Unmanned combat aircraft demonstrator built by General Atomics

The General Atomics MQ-20 Avenger (formerly Predator C) is a developmental unmanned combat aerial vehicle built by General Atomics Aeronautical Systems for the U.S. military.

==Design and development==
Unlike the previous MQ-1 Predator and MQ-9 Reaper (Predator B) drones, the Avenger is powered by a turbofan engine, and its design includes stealth features such as internal weapons storage and an S-shaped exhaust for reduced infrared and radar signatures. Its first flight occurred on 4 April 2009.

The Avenger will support the same weapons as the MQ-9, and carry the Lynx synthetic aperture radar and a version of the F-35 Lightning II's electro-optical targeting system (EOTS), called the Advanced Low-observable Embedded Reconnaissance Targeting (ALERT) system. The Avenger will use the same ground support infrastructure as the MQ-1 and MQ-9, including the ground control station and existing communications networks.

The Avenger can also carry and deploy other unmanned systems to achieve stand-off survivability and achieve a penetrating capability at the same time.

===Weapons testing===
On 28 November 2023, an Avenger test deployed the Advanced Air-Launched Effects (A2LE) small uncrewed aerial system (sUAS) from its internal weapons bay over Dugway Proving Ground, Utah.

==Operational history==

===Flight testing===
The first flight of the first prototype Avenger occurred on 4 April 2009 at the company's Grey Butte Field Airport Flight Operations Facility in Palmdale, California. The aircraft took off and landed without any discrepancies and was ready to fly again once refueled. Following flights were performed successfully on 13 and 14 April. The second prototype Avenger performed its first flight on 12 January 2012, meeting all performance objectives and refining the first prototype design to an operational capability. The Tail 2 prototype featured a four-foot longer fuselage to accommodate larger payloads and more fuel.

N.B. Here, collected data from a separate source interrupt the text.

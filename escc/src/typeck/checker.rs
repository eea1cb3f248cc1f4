//! Two-pass type checker (`spec.md §4.4`).
//!
//! Pass 1 (declarations) registers every top-level function and class
//! signature without checking bodies, so out-of-order references resolve.
//! Pass 2 (bodies) recursively checks statements and expressions against
//! those signatures.

use std::collections::HashMap;
use std::rc::Rc;

use crate::ast::*;
use crate::diagnostics::{DiagnosticKind, Diagnostics};

use super::console::{console_class, resolve_console_overload};
use super::scope::Scope;
use super::types::{Access, ClassInfo, Member, MemberKind, Type};

/// A checked function signature, with its parameter scope retained for
/// later return-type re-inference (`spec.md §9`).
#[derive(Debug, Clone)]
pub struct FunctionSig {
    pub name: String,
    pub params: Vec<(String, Type)>,
    pub return_type: Type,
    pub scope: Scope,
    pub body: Block,
}

/// Result of a successful or partially-successful type check.
#[derive(Debug)]
pub struct CheckedProgram {
    pub functions: HashMap<String, FunctionSig>,
    pub classes: HashMap<String, Rc<ClassInfo>>,
    /// Original class declarations, bodies intact — the checker itself
    /// only retains member *signatures* in `classes`, so `crate::lower`
    /// needs these to lower constructor/destructor/method bodies.
    pub class_decls: HashMap<String, ClassDecl>,
    pub main_statements: Vec<Stmt>,
    pub diagnostics: Diagnostics,
}

impl CheckedProgram {
    pub fn success(&self) -> bool {
        self.diagnostics.success()
    }
}

/// Two-pass type checker over a [`Program`].
pub struct TypeChecker {
    global: Rc<Scope>,
    functions: HashMap<String, FunctionSig>,
    classes: HashMap<String, Rc<ClassInfo>>,
    class_decls: HashMap<String, ClassDecl>,
    diagnostics: Diagnostics,
    /// Class-context stack, innermost last; empty outside any method body.
    class_stack: Vec<String>,
    /// Whether the function currently being checked is a (non-static)
    /// instance method — gates `this` (`spec.md §7`, "'this' outside
    /// instance method").
    in_instance_method: bool,
    /// Accumulator for return-type inference (`spec.md §4.4`): the type of
    /// the first `return` encountered while checking the current function
    /// or method body; later `return`s are checked against it instead of
    /// replacing it.
    current_return_acc: Option<Type>,
}

impl Default for TypeChecker {
    fn default() -> Self {
        Self::new()
    }
}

This larger Avenger can carry a larger payload of up to 3500 lb of weapons internally and on its wing hard points.

On 15 February 2012, the Air Force cancelled its MQ-X program, which was supposed to find an aircraft to replace the MQ-9 Reaper. The Sea Avenger variant was part of the Navy's cancelled Unmanned Carrier-Launched Airborne Surveillance and Strike (UCLASS) program.

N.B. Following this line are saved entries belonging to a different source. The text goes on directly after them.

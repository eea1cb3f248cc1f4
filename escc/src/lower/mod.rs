//! AST → IR lowering (`spec.md §4.5`).
//!
//! Runs after type checking succeeds. Performs constant folding as it goes
//! (so the optimizer's constant-folding pass only has to clean up what
//! lowering could not fold, e.g. operands behind a variable), lowers
//! control flow into explicit blocks, and gathers bare top-level statements
//! plus the checked program's declared functions into one [`ir::Module`].

use std::rc::Rc;

use crate::ast::{
    AssignTarget, BinOp, ClassMemberKind, CompoundOp, Expr, FunctionDecl, Stmt, UnaryOp,
};
use crate::ir::{self, mangle_constructor, mangle_destructor, mangle_member, IrBuilder, LoopContext, Value};
use crate::typeck::{CheckedProgram, ClassInfo, FunctionSig, Type};

mod consts;
mod expr;
mod stmt;

pub use consts::fold_binary;

/// Entry point: lower an entire checked program into an [`ir::Module`].
pub fn lower_program(checked: &CheckedProgram) -> ir::Module {
    let mut lowerer = Lowerer::new(checked);
    for (name, sig) in &checked.functions {
        lowerer.lower_function(name, sig);
    }
    for (name, info) in &checked.classes {
        if name == "Console" {
            continue;
        }
        lowerer.register_class_layout(name, info);
    }
    for (name, info) in &checked.classes {
        if name == "Console" {
            continue;
        }
        if let Some(decl) = checked.class_decls.get(name) {
            lowerer.lower_class_methods(name, decl, info);
        }
    }
    lowerer.lower_main(&checked.main_statements);
    lowerer.builder.module
}

pub(crate) struct Lowerer<'a> {
    pub(crate) checked: &'a CheckedProgram,
    pub(crate) builder: IrBuilder,
    /// Lightweight type map for locals/params in the function currently
    /// being lowered, rebuilt per function. Used only to classify
    /// expressions (string-concat vs. arithmetic, member-access class)
    /// without re-running the full checker.
    pub(crate) var_types: std::collections::HashMap<String, Type>,
    /// Counter for synthetic `result_N` ternary slots (`spec.md §4.5`),
    /// unique across the whole module so nested ternaries never collide.
    ternary_counter: u32,
}

impl<'a> Lowerer<'a> {
    fn new(checked: &'a CheckedProgram) -> Self {
        Self {
            checked,
            builder: IrBuilder::new(),
            var_types: std::collections::HashMap::new(),
            ternary_counter: 0,
        }
    }

    pub(crate) fn next_ternary_slot(&mut self) -> u32 {
        let n = self.ternary_counter;
        self.ternary_counter += 1;
        n
    }

    fn register_class_layout(&mut self, name: &str, info: &Rc<ClassInfo>) {
        let fields: Vec<String> = info.fields().map(|m| m.name.clone()).collect();
        self.builder.module.layouts.register(name, &fields);
    }

    /// Lower every constructor/destructor/method body declared on a class
    /// into its own mangled IR function (`spec.md §6`, "`Class__member`").
    /// Fields and properties carry no executable body at this stage
    /// (properties already desugar to synthetic get/set methods in
    /// `typeck::checker::declare_class`, which *are* lowered here).
    fn lower_class_methods(&mut self, class_name: &str, decl: &crate::ast::ClassDecl, info: &Rc<ClassInfo>) {
        for m in &decl.members {
            match &m.kind {
                ClassMemberKind::Method(f) => {
                    self.lower_class_function(&mangle_member(class_name, &f.name), &f.name, class_name, f, !m.is_static, info);
                }
                ClassMemberKind::Constructor(f) => {
                    self.lower_class_function(&mangle_constructor(class_name), "constructor", class_name, f, true, info);
                }
                ClassMemberKind::Destructor(f) => {
                    self.lower_class_function(&mangle_destructor(class_name), "destructor", class_name, f, true, info);
                }
                ClassMemberKind::Field { .. } | ClassMemberKind::Property { .. } => {}
            }
        }
    }

    fn lower_class_function(
        &mut self,
        mangled_name: &str,
        member_name: &str,
        class_name: &str,
        f: &FunctionDecl,
        has_this: bool,
        info: &Rc<ClassInfo>,
    ) {
        let member = info.find_member(member_name);
        let return_type = member
            .map(|m| match &m.ty {
                Type::Function { return_type, .. } => (**return_type).clone(),
                _ => Type::Void,
            })
            .unwrap_or(Type::Void);
        let param_types: &[Type] = match member.map(|m| &m.ty) {
            Some(Type::Function { params, .. }) => params,
            _ => &[],
        };
        self.builder.function_create(mangled_name, return_type.clone());
        let f_idx = self.builder.module.functions.len() - 1;
        let entry = self.builder.block_create();
        self.builder.block_set_current(entry);
        self.var_types.clear();
        let mut arg_idx = 0i32;
        if has_this {
            let this_ty = Type::Pointer(Box::new(Type::Class { name: class_name.to_string(), info: Rc::clone(info) }));
            let arg = self.builder.arg(arg_idx);
            self.builder.store("this".to_string(), arg, f.line);
            self.var_types.insert("this".to_string(), this_ty.clone());
            self.builder.module.functions[f_idx].params.add("this", this_ty, arg_idx as usize);
            arg_idx += 1;
        }
        for (i, p) in f.params.iter().enumerate() {
            let ty = param_types.get(i).cloned().unwrap_or(Type::Unknown);
            let arg = self.builder.arg(arg_idx);
            self.builder.store(p.name.clone(), arg, f.line);
            self.var_types.insert(p.name.clone(), ty.clone());
            self.builder.module.functions[f_idx].params.add(&p.name, ty, arg_idx as usize);
            arg_idx += 1;
        }
        self.builder.module.functions[f_idx].param_count = arg_idx;
        for stmt in &f.body {
            self.lower_stmt(stmt);
        }
        self.default_return(return_type != Type::Void);
    }

    fn lower_function(&mut self, name: &str, sig: &FunctionSig) {
        self.builder.function_create(name, sig.return_type.clone());
        let f_idx = self.builder.module.functions.len() - 1;
        let entry = self.builder.block_create();
        self.builder.block_set_current(entry);
        self.var_types.clear();
        for (i, (param_name, ty)) in sig.params.iter().enumerate() {
            let arg = self.builder.arg(i as i32);
            self.builder.store(param_name.clone(), arg, 0);
            self.var_types.insert(param_name.clone(), ty.clone());
            self.builder.module.functions[f_idx].params.add(param_name, ty.clone(), i);
        }
        self.builder.module.functions[f_idx].param_count = sig.params.len() as i32;
        for stmt in &sig.body {
            self.lower_stmt(stmt);
        }
        self.default_return(sig.return_type != Type::Void);
    }

    /// Gather bare top-level statements into the implicit `main`
    /// (`spec.md §4.5`), defaulting its return to `0` when control falls
    /// off the end.
    fn lower_main(&mut self, statements: &[Stmt]) {
        let idx = self.builder.function_create("main", Type::Int32);
        let entry = self.builder.block_create();
        self.builder.block_set_current(entry);
        self.var_types.clear();
        for stmt in statements {
            self.lower_stmt(stmt);
        }
        self.default_return(true);
        self.builder.module.main_function = Some(idx);
        self.builder.module.functions[idx].param_count = 0;
    }

    /// `spec.md §4.5`, "implicit `return 0`": a function whose last
    /// instruction on its current block isn't already a `Return` gets one
    /// synthesized — `0` for a numeric-returning function (including
    /// `main`), void-return otherwise.
    fn default_return(&mut self, numeric_zero: bool) {
        let block = self.builder.current_block_handle();
        let already_returns = {
            let f_idx = self.builder.module.functions.len() - 1;
            let f = &self.builder.module.functions[f_idx];
            f.blocks
                .get(block)
                .instructions
                .last()
                .map(|i| i.opcode == ir::Opcode::Return)
                .unwrap_or(false)
        };
        if already_returns {
            return;
        }
        let value = if numeric_zero {
            self.builder.imm(0.0)
        } else {
            Value::Void
        };
        self.builder.return_(value, 0);
    }

    fn loop_ctx(&self) -> Option<LoopContext> {
        self.builder.current_loop()
    }
}

#[cfg(test)]
mod tests {
    use super::*;
    use crate::typeck::TypeChecker;
    use crate::ast::*;

    fn checked_program(items: Vec<Item>) -> CheckedProgram {
        let program = Program { items };
        TypeChecker::new().check_program(&program)
    }

    #[test]
    fn console_writeline_lowers_to_a_call() {
        let checked = checked_program(vec![Item::Statement(Stmt::ExprStmt(Expr::StaticMethodCall {
            class_name: "Console".to_string(),
            method: "WriteLine".to_string(),
            args: vec![Expr::StringLit("hi".to_string(), 1)],
            receiver: None,
            line: 1,
        }))]);
        assert!(checked.success());
        let module = lower_program(&checked);
        let main = module.find_function("main").unwrap();
        let entry = main.entry.unwrap();
        let block = main.blocks.get(entry);
        assert!(block
            .instructions
            .iter()
            .any(|i| i.opcode == ir::Opcode::Call));
    }

    #[test]
    fn constant_addition_folds_at_lowering_time() {
        let checked = checked_program(vec![Item::Statement(Stmt::Let(VariableDecl {
            name: "x".to_string(),
            ty: None,
            init: Some(Expr::Binary {
                op: BinOp::Add,
                left: Box::new(Expr::Number(2.0, 1)),
                right: Box::new(Expr::Number(3.0, 1)),
                line: 1,
            }),
            line: 1,
        }))]);
        assert!(checked.success());
        let module = lower_program(&checked);
        let main = module.find_function("main").unwrap();
        let entry = main.entry.unwrap();
        let block = main.blocks.get(entry);
        let store = block
            .instructions
            .iter()
            .find(|i| i.opcode == ir::Opcode::Store)
            .unwrap();
        assert_eq!(store.right, Value::Immediate(5.0));
    }

    #[test]
    fn function_without_explicit_return_gets_implicit_return_zero() {
        let checked = checked_program(vec![Item::Function(FunctionDecl {
            name: "f".to_string(),
            params: vec![],
            return_type: Some(TypeRef::Named("int32".to_string())),
            body: vec![],
            line: 1,
        })]);
        assert!(checked.success());
        let module = lower_program(&checked);
        let f = module.find_function("f").unwrap();
        let entry = f.entry.unwrap();
        let block = f.blocks.get(entry);
        let ret = block.instructions.last().unwrap();
        assert_eq!(ret.opcode, ir::Opcode::Return);
        assert_eq!(ret.left, Value::Immediate(0.0));
    }

    #[test]
    fn lowered_function_registers_its_parameters_in_the_param_table() {
        let checked = checked_program(vec![Item::Function(FunctionDecl {
            name: "add".to_string(),
            params: vec![
                Param { name: "a".to_string(), ty: TypeRef::Named("int32".to_string()) },
                Param { name: "b".to_string(), ty: TypeRef::Named("int32".to_string()) },
            ],
            return_type: Some(TypeRef::Named("int32".to_string())),
            body: vec![Stmt::Return(
                Some(Expr::Binary {
                    op: BinOp::Add,
                    left: Box::new(Expr::Identifier("a".to_string(), 1)),
                    right: Box::new(Expr::Identifier("b".to_string(), 1)),
                    line: 1,
                }),
                1,
            )],
            line: 1,
        })]);
        assert!(checked.success());
        let module = lower_program(&checked);
        let f = module.find_function("add").unwrap();
        assert_eq!(f.params.count(), 2);
        assert_eq!(f.params.find("a").unwrap().index, 0);
        assert_eq!(f.params.find("b").unwrap().index, 1);
        assert!(f.params.find("c").is_none());
    }
}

On 15 November 2012, the Avenger flew for three hours while being controlled by the General Atomics Advanced Cockpit Ground Control Station (GCS). The Advanced Cockpit GCS has a wrap-around visual display and multi-dimensional moving map to increase situational awareness and reduce pilot workload. The Advanced Cockpit GCS has flown an MQ-1 Predator and is planning to fly an MQ-9 Reaper as part of an Air Force initiative to enable interoperability with all USAF Remote Piloted Aircraft (RPA).

In July 2013, a third Avenger was scheduled to begin flight testing. Assembly of the fourth Avenger was expected to be finished by spring 2014.

On 27 October 2016, General Atomics flew an extended-range Avenger featuring wings extended by 3.2 m to 23.2 m. The extended wings add about 1000 kg of fuel totaling 4600 kg, extending endurance from 15 hours to 20 hours but reducing internal payload to 3000 lb. Since its first flight in 2009, the Avenger has completed more than 13,000 flight hours, reaching 11,000 hours in July 2016 and accumulating most of those hours within the past three years.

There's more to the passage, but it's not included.